# [ASSIGNMENT]
Below are lines of data; count those that contain "reqwest" and give the total alone.

::: MATERIAL SUPPLIED :::

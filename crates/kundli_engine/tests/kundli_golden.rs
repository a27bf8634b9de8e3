//! End-to-end chart generation with in-memory resolvers (no network).

use std::io;
use std::sync::{Arc, Mutex};
use std::sync::atomic::{AtomicUsize, Ordering};

use async_trait::async_trait;
use kundli_engine::{BirthRequest, ErrorKind, KundliEngine, KundliError, KundliResponse};
use kundli_geo::{GeoCoordinate, GeoError, GeoResolver, StaticResolver};
use kundli_vedic_base::{
    ayanamsha_deg, nakshatra_from_longitude, normalize_360, rashi_from_longitude,
};
use tracing_subscriber::fmt::MakeWriter;

const DEFAULT_GENDER: &str = "Not specified";

fn origin() -> GeoCoordinate {
    GeoCoordinate::new(0.0, 0.0).unwrap()
}

fn engine() -> KundliEngine<StaticResolver> {
    let resolver = StaticResolver::new()
        .with_place("Null Island", origin())
        .with_place("Kozhikode, Kerala", GeoCoordinate::new(10.522, 76.172).unwrap());
    KundliEngine::new(resolver, DEFAULT_GENDER)
}

/// Counts calls and always fails.
#[derive(Default)]
struct CountingFailResolver {
    calls: AtomicUsize,
}

#[async_trait]
impl GeoResolver for CountingFailResolver {
    async fn resolve(&self, place: &str) -> Result<GeoCoordinate, GeoError> {
        self.calls.fetch_add(1, Ordering::SeqCst);
        Err(GeoError::Timeout {
            place: place.to_string(),
        })
    }
}

#[tokio::test]
async fn j2000_at_null_island() {
    let req = BirthRequest::new("Test Person", "2000-01-01", "12:00", "Null Island");
    let chart = engine().generate(&req).await.unwrap();

    assert_eq!(chart.personal_info.julian_day, 2_451_545.0);
    assert_eq!(chart.ayanamsa, ayanamsha_deg(2_451_545.0));
    assert_eq!(chart.personal_info.gender, DEFAULT_GENDER);
    assert_eq!(chart.personal_info.coordinates, origin());
}

#[tokio::test]
async fn missing_tob_lists_field() {
    let req = BirthRequest {
        tob: None,
        ..BirthRequest::new("Test Person", "2000-01-01", "", "Null Island")
    };
    let resp = engine().respond(&req).await;
    let KundliResponse::Error(err) = resp else {
        panic!("expected error response");
    };
    assert_eq!(err.kind, ErrorKind::Validation);
    assert!(err.required_fields.unwrap().contains_key("tob"));
}

#[tokio::test]
async fn unknown_place_is_geocoding_error() {
    let place = "##nonexistent-place-xyz##";
    let req = BirthRequest::new("Test Person", "2000-01-01", "12:00", place);
    let resp = engine().respond(&req).await;
    assert!(!resp.is_success());

    let json = serde_json::to_value(&resp).unwrap();
    assert_eq!(json["kind"], "geocoding");
    assert!(json["error"].as_str().unwrap().contains(place));
    for field in ["ascendant", "sunPosition", "houses", "ayanamsa"] {
        assert!(json.get(field).is_none(), "unexpected field {field}");
    }
}

#[test]
fn wraparound_lands_in_aries() {
    let lon = normalize_360(359.999_999 + 0.000_002);
    assert!((lon - 0.000_001).abs() < 1e-9);
    let info = rashi_from_longitude(lon);
    assert_eq!(info.rashi_index, 0);
    assert_eq!(info.rashi.western_name(), "Aries");
}

#[test]
fn bharani_lower_edge_inclusive() {
    let info = nakshatra_from_longitude(13.333_333).unwrap();
    assert_eq!(info.nakshatra.name(), "Bharani");
    assert_eq!(info.pada, 1);
}

#[tokio::test]
async fn invalid_input_never_reaches_geocoder() {
    let resolver = Arc::new(CountingFailResolver::default());
    let engine = KundliEngine::new(Arc::clone(&resolver), DEFAULT_GENDER);

    let err = engine
        .generate(&BirthRequest::new("A", "2001-02-29", "10:00", "Somewhere"))
        .await
        .unwrap_err();
    assert_eq!(err.kind(), ErrorKind::Validation);
    assert_eq!(resolver.calls.load(Ordering::SeqCst), 0);

    let err = engine
        .generate(&BirthRequest::new("A", "2001-02-28", "10:00", "Somewhere"))
        .await
        .unwrap_err();
    assert!(matches!(err, KundliError::Geocoding { ref place, .. } if place == "Somewhere"));
    assert_eq!(resolver.calls.load(Ordering::SeqCst), 1);
}

#[tokio::test]
async fn kozhikode_chart() {
    let req = BirthRequest::new("Asha", "1991-06-18", "07:10", "kozhikode, kerala")
        .with_gender("Female");
    let chart = engine().generate(&req).await.unwrap();

    assert!((chart.personal_info.julian_day - 2_448_425.798_611).abs() < 1e-5);
    assert_eq!(chart.personal_info.gender, "Female");

    let sidereal = &chart.sun_position.sidereal;
    assert!((sidereal.position.longitude - 62.931_64).abs() < 1e-3);
    assert_eq!(sidereal.position.rashi, "Mithuna");
    assert_eq!(sidereal.nakshatra.name, "Mrigashira");
    assert_eq!(sidereal.nakshatra.pada, 3);

    assert!((chart.ascendant.longitude - 100.221_99).abs() < 1e-3);
    assert_eq!(chart.ascendant.rashi, "Karka");
    assert_eq!(chart.houses[0].rashi, "Karka");
}

#[tokio::test]
async fn success_body_shape() {
    let req = BirthRequest::new("Test Person", "2000-01-01", "12:00", "Null Island");
    let json = serde_json::to_value(engine().respond(&req).await).unwrap();

    let info = &json["personalInfo"];
    assert_eq!(info["fullName"], "Test Person");
    assert_eq!(info["dateOfBirth"], "2000-01-01");
    assert_eq!(info["timeOfBirth"], "12:00");
    assert_eq!(info["placeOfBirth"], "Null Island");
    assert_eq!(info["coordinates"]["lat"], 0.0);

    let sidereal = &json["sunPosition"]["sidereal"];
    for key in ["longitude", "sign", "rashi", "degree", "dms"] {
        assert!(sidereal.get(key).is_some(), "sidereal.{key} missing");
    }
    assert_eq!(sidereal["nakshatra"]["ruler"], "Venus");
    assert_eq!(json["houses"].as_array().unwrap().len(), 12);
    assert_eq!(json["houses"][0]["house"], 1);
    assert!(json["disclaimer"].as_str().unwrap().len() > 20);
}

#[tokio::test]
async fn concurrent_requests_are_independent() {
    let engine = Arc::new(engine());
    let handles: Vec<_> = (0..16)
        .map(|i| {
            let engine = Arc::clone(&engine);
            tokio::spawn(async move {
                let tob = format!("{:02}:00", i % 24);
                let req = BirthRequest::new("P", "2000-01-01", &tob, "Null Island");
                (i, engine.generate(&req).await.unwrap())
            })
        })
        .collect();

    for handle in handles {
        let (i, chart) = handle.await.unwrap();
        let req = BirthRequest::new("P", "2000-01-01", &format!("{:02}:00", i % 24), "Null Island");
        let again = engine.generate(&req).await.unwrap();
        assert_eq!(chart, again);
    }
}

#[derive(Clone, Default)]
struct LogBuffer(Arc<Mutex<Vec<u8>>>);

impl io::Write for LogBuffer {
    fn write(&mut self, buf: &[u8]) -> io::Result<usize> {
        self.0.lock().unwrap().extend_from_slice(buf);
        Ok(buf.len())
    }

    fn flush(&mut self) -> io::Result<()> {
        Ok(())
    }
}

impl<'a> MakeWriter<'a> for LogBuffer {
    type Writer = LogBuffer;

    fn make_writer(&'a self) -> Self::Writer {
        self.clone()
    }
}

#[tokio::test]
async fn logs_leave_out_full_name() {
    let logs = LogBuffer::default();
    let subscriber = tracing_subscriber::fmt()
        .with_writer(logs.clone())
        .with_max_level(tracing::Level::TRACE)
        .with_ansi(false)
        .finish();
    let _guard = tracing::subscriber::set_default(subscriber);

    let req = BirthRequest::new("Meenakshi Iyer", "2000-01-01", "12:00", "Null Island");
    engine().generate(&req).await.unwrap();

    let text = String::from_utf8(logs.0.lock().unwrap().clone()).unwrap();
    assert!(text.contains("kundli generated"), "logs: {text}");
    assert!(!text.contains("Meenakshi"), "logs: {text}");
}
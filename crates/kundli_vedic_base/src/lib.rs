//! Vedic birth-chart primitives built on Julian Day inputs.
//!
//! This crate provides:
//! - Lahiri ayanamsha (linear approximation)
//! - Apparent solar longitude (low-precision series)
//! - Lagna (simplified linear ascendant) and equal bhavas
//! - Rashi, DMS and 27-nakshatra lookup
//!
//! Everything here is a pure function of its arguments.

pub mod ayanamsha;
pub mod bhava;
pub mod error;
pub mod graha;
pub mod lagna;
pub mod nakshatra;
pub mod rashi;
pub mod solar;
pub mod util;

pub use ayanamsha::{ayanamsha_deg, sidereal_longitude};
pub use bhava::{BHAVA_NAMES, Bhava, bhava_name, equal_bhavas};
pub use error::VedicError;
pub use graha::{ALL_GRAHAS, Graha};
pub use lagna::{lagna_from_ramc, lagna_longitude_deg, ramc_deg};
pub use nakshatra::{
    NAKSHATRA_SPAN_27, NAKSHATRA_TABLE, Nakshatra, NakshatraInfo, NakshatraSegment, PADA_SPAN,
    nakshatra_from_longitude,
};
pub use rashi::{ALL_RASHIS, Dms, Rashi, RashiInfo, deg_to_dms, dms_to_deg, rashi_from_longitude};
pub use solar::{SolarElements, solar_elements, sun_tropical_longitude_deg};
pub use util::normalize_360;
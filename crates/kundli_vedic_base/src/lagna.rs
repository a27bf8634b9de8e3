//! Lagna (Ascendant), simplified linear model.
//!
//! `Asc = (RAMC + latitude) mod 360`, where RAMC = LST × 15.
//!
//! This is NOT the spherical-astronomy ascendant. The standard relation is
//! `Asc = atan2(-cos(LST), sin(LST)·cos(ε) + tan(φ)·sin(ε))` with ε the
//! obliquity of the ecliptic (Meeus ch. 13). Known simplification: swapping
//! models moves the lagna and every house derived from it.

use kundli_time::{gst_hours, local_sidereal_time_hours};

use crate::util::normalize_360;

/// Right ascension of the meridian (RAMC) in degrees, [0, 360).
///
/// RAMC = LST × 15, with LST from GST and the observer's east longitude.
pub fn ramc_deg(jd: f64, longitude_east_deg: f64) -> f64 {
    let lst = local_sidereal_time_hours(gst_hours(jd), longitude_east_deg);
    normalize_360(lst * 15.0)
}

/// Ecliptic longitude of the lagna in degrees, [0, 360).
pub fn lagna_longitude_deg(jd: f64, latitude_deg: f64, longitude_east_deg: f64) -> f64 {
    lagna_from_ramc(ramc_deg(jd, longitude_east_deg), latitude_deg)
}

/// Lagna from a precomputed RAMC.
pub fn lagna_from_ramc(ramc_deg: f64, latitude_deg: f64) -> f64 {
    normalize_360(ramc_deg + latitude_deg)
}
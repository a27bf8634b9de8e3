//! HTTP geocoder backed by a Nominatim (OpenStreetMap) search endpoint.

use std::time::Duration;

use async_trait::async_trait;
use serde::Deserialize;
use tracing::{debug, info, warn};

use crate::coordinate::GeoCoordinate;
use crate::error::GeoError;
use crate::resolver::GeoResolver;

/// Public Nominatim instance.
pub const DEFAULT_BASE_URL: &str = "https://nominatim.openstreetmap.org";

/// Nominatim search client.
///
/// One `GET {base_url}/search?q=..&format=json&limit=1` per lookup, bounded
/// by the client timeout. No retries.
pub struct NominatimResolver {
    client: reqwest::Client,
    base_url: String,
}

/// One hit in a Nominatim `format=json` search response.
#[derive(Debug, Deserialize)]
struct SearchHit {
    lat: String,
    lon: String,
    #[serde(default)]
    display_name: Option<String>,
}

impl NominatimResolver {
    /// Create a resolver for the given base URL (no trailing slash needed).
    ///
    /// Nominatim's usage policy requires an identifying User-Agent.
    pub fn new(base_url: &str, timeout: Duration, user_agent: &str) -> Result<Self, GeoError> {
        let client = reqwest::Client::builder()
            .timeout(timeout)
            .user_agent(user_agent)
            .build()?;
        Ok(Self {
            client,
            base_url: base_url.trim_end_matches('/').to_string(),
        })
    }

    /// Search endpoint URL.
    pub fn search_url(&self) -> String {
        format!("{}/search", self.base_url)
    }
}

#[async_trait]
impl GeoResolver for NominatimResolver {
    async fn resolve(&self, place: &str) -> Result<GeoCoordinate, GeoError> {
        let url = self.search_url();
        info!(url = %url, place, "geocoding place of birth");

        let resp = self
            .client
            .get(&url)
            .query(&[("q", place), ("format", "json"), ("limit", "1")])
            .send()
            .await
            .map_err(|e| transport_error(place, e))?;

        let status = resp.status();
        if !status.is_success() {
            let body = resp.text().await.unwrap_or_default();
            warn!(status = status.as_u16(), place, "geocoder returned an error status");
            return Err(GeoError::Server {
                status: status.as_u16(),
                body,
            });
        }

        let body = resp.text().await.map_err(|e| transport_error(place, e))?;
        let coord = parse_search_results(place, &body)?;
        debug!(place, lat = coord.lat(), lng = coord.lng(), "geocoded");
        Ok(coord)
    }
}

fn transport_error(place: &str, e: reqwest::Error) -> GeoError {
    if e.is_timeout() {
        GeoError::Timeout {
            place: place.to_string(),
        }
    } else {
        GeoError::Http(e)
    }
}

/// Extract the first coordinate from a Nominatim JSON search body.
///
/// An empty array is [`GeoError::NotFound`]. Nominatim encodes `lat`/`lon`
/// as decimal strings.
pub fn parse_search_results(place: &str, body: &str) -> Result<GeoCoordinate, GeoError> {
    let hits: Vec<SearchHit> = serde_json::from_str(body)?;
    let Some(hit) = hits.into_iter().next() else {
        return Err(GeoError::NotFound {
            place: place.to_string(),
        });
    };
    if let Some(name) = &hit.display_name {
        debug!(place, display_name = %name, "first geocoder match");
    }
    let lat = parse_degrees("lat", &hit.lat)?;
    let lng = parse_degrees("lon", &hit.lon)?;
    GeoCoordinate::new(lat, lng)
}

fn parse_degrees(field: &str, raw: &str) -> Result<f64, GeoError> {
    raw.trim()
        .parse::<f64>()
        .map_err(|_| GeoError::InvalidResponse(format!("{field} is not a number: '{raw}'")))
}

:::

# [RESPONSE FOR THIS EXERCISE]
3